DATA EXTRACTS:

//! Request orchestration
//!
//! Builds the request for the selected mode, issues exactly one call, and
//! turns whatever comes back into an `Outcome`. Every failure is caught
//! here: `submit` never returns an error and never panics on backend input.

use crate::assistant::classify::{classify, EMPTY_INPUT_MESSAGE, MISSING_FIELD_MESSAGE};
use crate::assistant::envelope::RequestEnvelope;
use crate::assistant::mode::{Mode, ModeRegistry};
use crate::assistant::normalize::normalize;
use crate::assistant::outcome::{ErrorKind, Outcome};
use crate::assistant::session::Session;
use crate::assistant::transport::{AsyncTransport, ReqwestTransport, Transport};
use crate::assistant::AssistantError;
use crate::config::AssistantConfig;
use std::collections::HashMap;
use std::time::Duration;

/// Dispatches explain/generate requests against one backend
#[derive(Debug)]
pub struct RequestOrchestrator {
    transport: Transport,
    base_url: String,
    /// Outgoing field per mode, when not the canonical one
    payload_keys: HashMap<Mode, &'static str>,
}

impl RequestOrchestrator {
    /// Create orchestrator over `transport` targeting `base_url`
    pub fn new(transport: impl Into<Transport>, base_url: impl Into<String>) -> Self {
        let base_url = base_url.into();
        Self {
            transport: transport.into(),
            base_url: base_url.trim_end_matches('/').to_string(),
            payload_keys: HashMap::new(),
        }
    }

    /// Create orchestrator with a real transport from validated config
    pub fn from_config(config: &AssistantConfig) -> Result<Self, AssistantError> {
        let transport =
            ReqwestTransport::with_timeout(Duration::from_secs(config.backend.timeout_secs))
                .map_err(|e| AssistantError::Client(e.to_string()))?;

        let mut orchestrator = Self::new(transport, config.backend.base_url.clone());
        for mode in Mode::ALL {
            if let Some(key) = config.mode(mode).payload_key.as_deref() {
                orchestrator = orchestrator.with_payload_key(mode, key)?;
            }
        }
        Ok(orchestrator)
    }

    /// Send `mode` requests under `key` instead of the canonical field
    ///
    /// `key` must be one of the field names registered for `mode`.
    pub fn with_payload_key(mut self, mode: Mode, key: &str) -> Result<Self, AssistantError> {
        let resolved = ModeRegistry::describe(mode)
            .resolve_key(Some(key))
            .ok_or_else(|| AssistantError::UnknownPayloadKey {
                mode,
                key: key.to_string(),
            })?;
        self.payload_keys.insert(mode, resolved);
        Ok(self)
    }

    pub fn base_url(&self) -> &str {
        &self.base_url
    }

    pub fn transport(&self) -> &Transport {
        &self.transport
    }

    /// Build the envelope for one submission
    pub fn build_request(&self, mode: Mode, input: &str) -> RequestEnvelope {
        let descriptor = ModeRegistry::describe(mode);
        match self.payload_keys.get(&mode) {
            Some(key) => RequestEnvelope::new(descriptor, *key, input),
            None => RequestEnvelope::canonical(descriptor, input),
        }
    }

    /// Submit `raw_input` in `mode` and wait for the outcome
    ///
    /// Blank input short-circuits to `EmptyInput` with no network call.
    /// Otherwise exactly one request is sent. The session is settled with
    /// the outcome unless a newer submission started in the meantime; the
    /// outcome is returned to this caller either way.
    pub async fn submit(&self, session: &Session, mode: Mode, raw_input: &str) -> Outcome {
        let ticket = session.begin(mode);

        if raw_input.trim().is_empty() {
            let outcome = Outcome::failure(ErrorKind::EmptyInput, EMPTY_INPUT_MESSAGE);
            session.settle(&ticket, &outcome);
            return outcome;
        }

        let envelope = self.build_request(mode, raw_input);
        let url = envelope.url(&self.base_url);

        session.mark_pending(&ticket);
        tracing::info!(
            mode = %mode,
            url = %url,
            field = envelope.field(),
            input_len = envelope.text_len(),
            "dispatching request"
        );

        let outcome = match self.transport.post_json(&url, &envelope.body()).await {
            Ok(response) => match response.into_envelope() {
                Ok(body) => match normalize(mode, &body) {
                    Some(text) => Outcome::success(text),
                    None => Outcome::failure(ErrorKind::MalformedResponse, MISSING_FIELD_MESSAGE),
                },
                Err(failure) => classify(failure),
            },
            Err(failure) => classify(failure),
        };

        match &outcome {
            Outcome::Success { text } => {
                tracing::info!(mode = %mode, result_len = text.len(), "request succeeded")
            }
            Outcome::Failure { kind, message } => {
                tracing::warn!(mode = %mode, kind = %kind, message = %message, "request failed")
            }
        }

        if !session.settle(&ticket, &outcome) {
            tracing::debug!(
                mode = %mode,
                generation = ticket.generation(),
                "outcome not recorded: submission was superseded"
            );
        }
        outcome
    }
}

#[cfg(test)]
mod tests {
    use super::*;
    use crate::assistant::session::Lifecycle;
    use crate::assistant::transport::{FakeTransport, NetworkCause};
    use serde_json::json;

    fn orchestrator(fake: FakeTransport) -> RequestOrchestrator {
        RequestOrchestrator::new(fake, "http://backend.test/")
    }

    fn fake_calls(orchestrator: &RequestOrchestrator) -> usize {
        orchestrator.transport().as_fake().unwrap().call_count()
    }

    #[tokio::test]
    async fn test_blank_input_makes_no_call() {
        let orch = orchestrator(FakeTransport::ok_json(json!({"output": "x"})));
        let session = Session::default();

        for input in ["", "   ", "\n\t "] {
            let outcome = orch.submit(&session, Mode::Explain, input).await;
            assert_eq!(
                outcome,
                Outcome::failure(ErrorKind::EmptyInput, "no input provided")
            );
            assert_eq!(session.lifecycle(), Lifecycle::Settled);
        }
        assert_eq!(fake_calls(&orch), 0);
    }

    #[tokio::test]
    async fn test_request_uses_canonical_field_and_endpoint() {
        let orch = orchestrator(FakeTransport::ok_json(json!({"output": "x"})));
        let session = Session::default();

        orch.submit(&session, Mode::Generate, "ERC-20 token").await;

        let calls = orch.transport().as_fake().unwrap().calls();
        assert_eq!(calls.len(), 1);
        assert_eq!(calls[0].url, "http://backend.test/generate");
        assert_eq!(calls[0].body, json!({"prompt": "ERC-20 token"}));
    }

    #[tokio::test]
    async fn test_payload_key_override() {
        let orch = orchestrator(FakeTransport::ok_json(json!({"output": "x"})))
            .with_payload_key(Mode::Explain, "input_text")
            .unwrap();
        let session = Session::default();

        orch.submit(&session, Mode::Explain, "contract Foo {}").await;

        let calls = orch.transport().as_fake().unwrap().calls();
        assert_eq!(calls[0].body, json!({"input_text": "contract Foo {}"}));
    }

    #[test]
    fn test_unknown_payload_key_rejected() {
        let result = orchestrator(FakeTransport::new(200, "{}"))
            .with_payload_key(Mode::Generate, "input");
        assert!(matches!(
            result,
            Err(AssistantError::UnknownPayloadKey {
                mode: Mode::Generate,
                ..
            })
        ));
    }

    #[tokio::test]
    async fn test_success_settles_session() {
        let orch = orchestrator(FakeTransport::ok_json(
            json!({"output": "This contract does nothing."}),
        ));
        let session = Session::default();

        let outcome = orch.submit(&session, Mode::Explain, "contract Foo {}").await;
        assert_eq!(outcome, Outcome::success("This contract does nothing."));
        assert_eq!(session.lifecycle(), Lifecycle::Settled);
        assert_eq!(session.last_outcome(), Some(outcome));
    }

    #[tokio::test]
    async fn test_missing_field_is_malformed() {
        let orch = orchestrator(FakeTransport::ok_json(json!({"unexpected": "shape"})));
        let session = Session::default();

        let outcome = orch.submit(&session, Mode::Explain, "contract Foo {}").await;
        assert_eq!(
            outcome,
            Outcome::failure(ErrorKind::MalformedResponse, "response missing expected field")
        );
        assert_eq!(fake_calls(&orch), 1);
    }

    #[tokio::test]
    async fn test_network_failure_settles_session() {
        let orch = orchestrator(FakeTransport::with_error(NetworkCause::Timeout, "elapsed"));
        let session = Session::default();

        let outcome = orch.submit(&session, Mode::Generate, "ERC-20 token").await;
        assert_eq!(outcome.error_kind(), Some(ErrorKind::NetworkUnavailable));
        assert_eq!(session.lifecycle(), Lifecycle::Settled);
    }
}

TASK PROMPT:
Starting with the line above that holds "failure is caught" and stopping with the line that holds "use std::collections::HashMap;", reproduce each line exactly, omitting all other lines.

SOLVED EXERCISE:
//! turns whatever comes back into an `Outcome`. Every failure is caught
//! here: `submit` never returns an error and never panics on backend input.

use crate::assistant::classify::{classify, EMPTY_INPUT_MESSAGE, MISSING_FIELD_MESSAGE};
use crate::assistant::envelope::RequestEnvelope;
use crate::assistant::mode::{Mode, ModeRegistry};
use crate::assistant::normalize::normalize;
use crate::assistant::outcome::{ErrorKind, Outcome};
use crate::assistant::session::Session;
use crate::assistant::transport::{AsyncTransport, ReqwestTransport, Transport};
use crate::assistant::AssistantError;
use crate::config::AssistantConfig;
use std::collections::HashMap;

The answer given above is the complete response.